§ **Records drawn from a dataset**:
+--

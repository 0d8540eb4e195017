mod cache;
mod config;
mod error;
mod gatherer;
mod measurement;
mod range;

pub mod supervisor;

pub use cache::{IdentityMap, IpCache};
pub use config::{Config, GathererConfig};
pub use error::Error;
pub use gatherer::Gatherer;
pub use range::ip_range;
pub use supervisor::{State, Supervisor};

pub type Result<T> = std::result::Result<T, Error>;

+--

§ **HOW TO COMPLETE THIS TASK**:
The whole of the data is to be returned with every line intact.

§ **THE COMPLETED TASK**:
repository 0d8540eb4e195017
mod cache;
mod config;
mod error;
mod gatherer;
mod measurement;
mod range;

pub mod supervisor;

pub use cache::{IdentityMap, IpCache};
pub use config::{Config, GathererConfig};
pub use error::Error;
pub use gatherer::Gatherer;
pub use range::ip_range;
pub use supervisor::{State, Supervisor};

pub type Result<T> = std::result::Result<T, Error>;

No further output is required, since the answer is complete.